:: Records supplied
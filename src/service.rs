use anyhow::{anyhow, Context};
use async_trait::async_trait;
use reqwest::{Client, Url};
use tracing::debug;

use crate::data::Dish;

/// Remote store of dishes the detail view reads from and writes comments to.
#[async_trait]
pub trait DishService: Send + Sync {
    /// Identifiers of every dish, in menu order.
    async fn get_dish_ids(&self) -> anyhow::Result<Vec<String>>;
    async fn get_dish(&self, id: &str) -> anyhow::Result<Dish>;
    /// Replace the stored dish, returning the server's canonical copy.
    async fn put_dish(&self, dish: &Dish) -> anyhow::Result<Dish>;
}

pub struct HttpDishService {
    http: Client,
    base_url: Url,
}

impl HttpDishService {
    pub fn new(base_url: Url) -> Self {
        Self::with_client(Client::new(), base_url)
    }

    pub fn with_client(http: Client, base_url: Url) -> Self {
        Self { http, base_url }
    }

    fn dish_ids_url(&self) -> anyhow::Result<Url> {
        self.base_url
            .join("dish-ids")
            .with_context(|| format!("fail to build dish ids url from {}", self.base_url))
    }

    fn dishes_url(&self) -> anyhow::Result<Url> {
        self.base_url
            .join("dishes")
            .with_context(|| format!("fail to build dishes url from {}", self.base_url))
    }

    fn dish_url(&self, id: &str) -> anyhow::Result<Url> {
        let mut url = self.dishes_url()?;
        url.path_segments_mut()
            .map_err(|_| anyhow!("base url {} cannot hold resource paths", self.base_url))?
            .pop_if_empty()
            .push(id);
        Ok(url)
    }
}

#[async_trait]
impl DishService for HttpDishService {
    async fn get_dish_ids(&self) -> anyhow::Result<Vec<String>> {
        let url = self.dish_ids_url()?;
        debug!("GET {url}");
        let ids = self
            .http
            .get(url)
            .send()
            .await?
            .error_for_status()?
            .json()
            .await
            .context("fail to decode dish ids")?;
        Ok(ids)
    }

    async fn get_dish(&self, id: &str) -> anyhow::Result<Dish> {
        let url = self.dish_url(id)?;
        debug!("GET {url}");
        let dish = self
            .http
            .get(url)
            .send()
            .await?
            .error_for_status()?
            .json()
            .await
            .with_context(|| format!("fail to decode dish {id}"))?;
        Ok(dish)
    }

    async fn put_dish(&self, dish: &Dish) -> anyhow::Result<Dish> {
        let url = self.dish_url(&dish.id)?;
        debug!("PUT {url}");
        let dish = self
            .http
            .put(url)
            .json(dish)
            .send()
            .await?
            .error_for_status()?
            .json()
            .await
            .with_context(|| format!("fail to decode updated dish {}", dish.id))?;
        Ok(dish)
    }
}

#[cfg(test)]
mod tests {
    use super::*;
    use crate::config::normalize_base_url;

    fn service(base: &str) -> HttpDishService {
        HttpDishService::new(normalize_base_url(base).unwrap())
    }

    #[test]
    fn test_dish_urls() {
        let svc = service("http://localhost:8080/api/v1");
        assert_eq!(
            svc.dishes_url().unwrap().as_str(),
            "http://localhost:8080/api/v1/dishes"
        );
        assert_eq!(
            svc.dish_url("42").unwrap().as_str(),
            "http://localhost:8080/api/v1/dishes/42"
        );
        assert_eq!(
            svc.dish_ids_url().unwrap().as_str(),
            "http://localhost:8080/api/v1/dish-ids"
        );
    }

    #[test]
    fn test_dish_id_is_escaped() {
        let svc = service("http://localhost:8080/");
        assert_eq!(
            svc.dish_url("a/b c").unwrap().as_str(),
            "http://localhost:8080/dishes/a%2Fb%20c"
        );
    }
}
::::
* Action item
Above are some records. Report the number of their lines that include "debug", and add nothing else.

* Expected answer
4